MICHAEL: 2001: A Space Odyssey

MATT: Babe; The American President; Aliens

NICK: Pulp Fiction; Amadeus; The Godfather; It's a Wonderful Life, Princess Bride; The Wizard of Oz

MATTHEW: Almost Famous (too recent to be

a classic?); Raiders of the Lost Ark

LISA: To Kill A Mockingbird; Ferris Bueller's Day Off

 

10.  A few books that are important to you (and why):

TIM: Galapogus, Kurt Vonnegut (it works like my mind does); Radical Chic, Tom Wolfe (journalism gone wild)

MICHAEL: The Singularity is Near, Ray Kurzweil (It's terrifying and exciting. Kurzweil has been a fairly accurate predictor of the future of humans and technology which fascinates me.)

MATT: Consider the Lobster (loved the McCain and 9/11 essays); The Time Traveler's Wife (identified with the characters so deeply)

NICK: Jitterbug Perfume (Tom Robbins' use of language convinced me in my teens that a book could be funny, titillating, and masterful all at the same time);

Lolita (also for the language. Arguably the best novel in English, and written by a guy for whom it was his second language. Unbelievable.)

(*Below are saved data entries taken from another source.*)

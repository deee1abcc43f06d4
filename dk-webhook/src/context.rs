use std::sync::Arc;
use std::time::Duration;

use crate::events::EventPublisher;

// Process-wide configuration, fixed at startup and shared by every admission request
#[derive(Clone)]
pub struct WebhookContext {
    pub client: kube::Client,
    pub operator_namespace: String,
    pub bootstrapper_image: String,
    pub csi_driver_enabled: bool,
    pub openshift: bool,
    pub request_timeout: Duration,
    pub events: Arc<dyn EventPublisher>,
}
// Parsed view of a OneAgent argv list (`--key[=value]`).  Keys keep their leading dashes, and
// repeated keys keep every value in the order they were given.
#[derive(Clone, Debug, Default, Eq, PartialEq)]
pub struct ArgumentsMap(Vec<(String, Vec<String>)>);

impl ArgumentsMap {
    pub fn parse(args: &[String]) -> ArgumentsMap {
        let mut map = ArgumentsMap::default();
        for arg in args {
            let (key, value) = arg.split_once('=').unwrap_or((arg.as_str(), ""));
            map.push(key, value);
        }
        map
    }

    fn push(&mut self, key: &str, value: &str) {
        match self.0.iter_mut().find(|(k, _)| k == key) {
            Some((_, values)) => values.push(value.into()),
            None => self.0.push((key.into(), vec![value.into()])),
        }
    }

    pub fn get(&self, key: &str) -> Option<&[String]> {
        self.0.iter().find(|(k, _)| k == key).map(|(_, v)| v.as_slice())
    }

    pub fn first(&self, key: &str) -> Option<&str> {
        self.get(key).and_then(|v| v.first()).map(String::as_str)
    }

    pub fn contains_key(&self, key: &str) -> bool {
        self.get(key).is_some()
    }

    pub fn iter(&self) -> impl Iterator<Item = (&str, &[String])> {
        self.0.iter().map(|(k, v)| (k.as_str(), v.as_slice()))
    }

    pub fn len(&self) -> usize {
        self.0.len()
    }

    pub fn is_empty(&self) -> bool {
        self.0.is_empty()
    }
}
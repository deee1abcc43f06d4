use dk_core::prelude::*;
use futures::FutureExt;
use futures::future::BoxFuture;
use lazy_static::lazy_static;
use regex::Regex;
use url::Url;

use crate::validation::ValidationContext;
use crate::validation::validator::{
    Check,
    Validator,
    error,
    warning,
};

pub const EXAMPLE_API_URL: &str = "https://ENVIRONMENTID.live.dynatrace.com/api";
pub const API_URL_SUFFIX: &str = "/api";
pub const THIRD_GEN_URL_MARKER: &str = ".apps.";
pub const ISTIO_API_GROUP: &str = "networking.istio.io";

lazy_static! {
    static ref DNS_1035_REGEX: Regex = Regex::new(r"^[a-z]([-a-z0-9]*[a-z0-9])?$").unwrap();
}

fn name(_: &ValidationContext, dk: &DynaKube) -> String {
    let name = dk.name_any();
    if name.len() > MAX_DYNAKUBE_NAME_LENGTH {
        return format!(
            "the length limit for the name of a DynaKube is {MAX_DYNAKUBE_NAME_LENGTH}, current length is {}",
            name.len()
        );
    }
    if !DNS_1035_REGEX.is_match(&name) {
        return format!("the DynaKube name {name:?} is not a valid DNS-1035 label");
    }
    String::new()
}

pub fn name_validator() -> Validator {
    error("name", Check::Sync(name))
}

fn api_url(_: &ValidationContext, dk: &DynaKube) -> String {
    let api_url = dk.spec.api_url.as_str();
    if api_url.is_empty() || api_url == EXAMPLE_API_URL {
        return "the API URL is missing or still set to the example value".into();
    }
    if !api_url.ends_with(API_URL_SUFFIX) {
        return format!("the API URL {api_url} must end with {API_URL_SUFFIX}");
    }

    let has_tenant = Url::parse(api_url)
        .ok()
        .and_then(|u| u.host_str().map(|h| h.split('.').next().unwrap_or_default().to_string()))
        .is_some_and(|first| !first.is_empty());
    if !has_tenant {
        return format!("the API URL {api_url} does not contain a tenant host");
    }

    if api_url.contains(THIRD_GEN_URL_MARKER) {
        return format!("the API URL {api_url} points to the platform UI; use the environment API URL instead");
    }
    String::new()
}

pub fn api_url_validator() -> Validator {
    error("api_url", Check::Sync(api_url))
}

fn api_url_immutable(ctx: &ValidationContext, dk: &DynaKube) -> String {
    match &ctx.old_dynakube {
        Some(old) if old.spec.api_url != dk.spec.api_url => {
            format!("the API URL cannot be changed (was {}); recreate the DynaKube instead", old.spec.api_url)
        },
        _ => String::new(),
    }
}

pub fn api_url_immutable_validator() -> Validator {
    error("api_url_immutable", Check::Sync(api_url_immutable))
}

fn istio<'a>(ctx: &'a ValidationContext, dk: &'a DynaKube) -> BoxFuture<'a, String> {
    async move {
        if !dk.spec.enable_istio {
            return String::new();
        }

        match ctx.client.list_api_groups().await {
            Ok(groups) if groups.groups.iter().any(|g| g.name == ISTIO_API_GROUP) => String::new(),
            Ok(_) => format!("enableIstio is set, but the {ISTIO_API_GROUP} API is not installed in the cluster"),
            Err(err) => format!("could not check whether Istio is installed: {err}"),
        }
    }
    .boxed()
}

pub fn istio_validator() -> Validator {
    error("istio", Check::Async(istio))
}

fn deprecated_feature_flags(_: &ValidationContext, dk: &DynaKube) -> Vec<String> {
    dk.feature_flags()
        .deprecated_in_use()
        .into_iter()
        .map(|key| format!("deprecated feature flag in use, switch to the new key: {key}"))
        .collect()
}

pub fn deprecated_feature_flags_validator() -> Validator {
    warning("deprecated_feature_flags", Check::Each(deprecated_feature_flags))
}
mod attributes_test;
mod replicator_test;

use std::sync::Arc;
use std::time::Duration;

use assertables::*;
use dk_testutils::*;
use rstest::*;

use super::request::*;
use super::*;
use crate::events::NoopEventPublisher;

fn test_ctx(client: kube::Client) -> WebhookContext {
    WebhookContext {
        client,
        operator_namespace: TEST_OPERATOR_NAMESPACE.into(),
        bootstrapper_image: TEST_BOOTSTRAPPER_IMAGE.into(),
        csi_driver_enabled: false,
        openshift: false,
        request_timeout: Duration::from_secs(5),
        events: Arc::new(NoopEventPublisher),
    }
}

fn test_request(pod: corev1::Pod, dk: DynaKube) -> MutationRequest {
    MutationRequest::new(pod, test_namespace(TEST_NAMESPACE), dk).unwrap()
}

fn install_args(pod: &corev1::Pod) -> Vec<String> {
    pod.spec()
        .unwrap()
        .init_containers
        .iter()
        .flatten()
        .find(|c| c.name == INSTALL_CONTAINER_NAME)
        .and_then(|c| c.args.clone())
        .unwrap_or_default()
}

fn container<'a>(pod: &'a corev1::Pod, name: &str) -> &'a corev1::Container {
    pod.spec().unwrap().containers.iter().find(|c| c.name == name).unwrap()
}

MATTHEW: When I Grow Up I Want To Be Me, Sandra Magsamen (read this to your daughter and you'll understand)

LISA: Extremely Loud and Incredibly Close, Jonathan Safran Foer; Upon the Head of a Goat, Aranka Siegel; The History of Love, Nicole Krauss

 

11.  Thing(s) about yourself that you’re most proud of: 

TIM: My curiosity and my job

MICHAEL: I own my own home and don't own a car.

MATT: Dependability

NICK: My marriage and my career

MATTHEW: My kids

LISA: my chutzpah; my forthrightness

 

12.  Thing(s) about yourself that you’re embarrassed by:

TIM: The fact that I am very disorganized.

MICHAEL: I don't read for pleasure.

MATT: tendency to obsess, inability to dance

NICK: My indecisiveness, my occasional shyness and/or mousyness, and that I don't have as much energy as I'd like

MATTHEW: I turn up the volume when I hear a song by Avril Lavigne.

LISA: Hmmmmm…there’s not much that embarrasses me…

 

13.  Three things you can’t live without:

TIM: Bach, love, NPR

MICHAEL: My computer, beer, ear plugs.

MATT: schedules, ice cream, Spore

NICK: My wife, my career, and beer

MATTHEW: [Earnest:] My wife (yes, I realize that's only one thing); [Funny, but true:] My truck, sleeping pills, meat.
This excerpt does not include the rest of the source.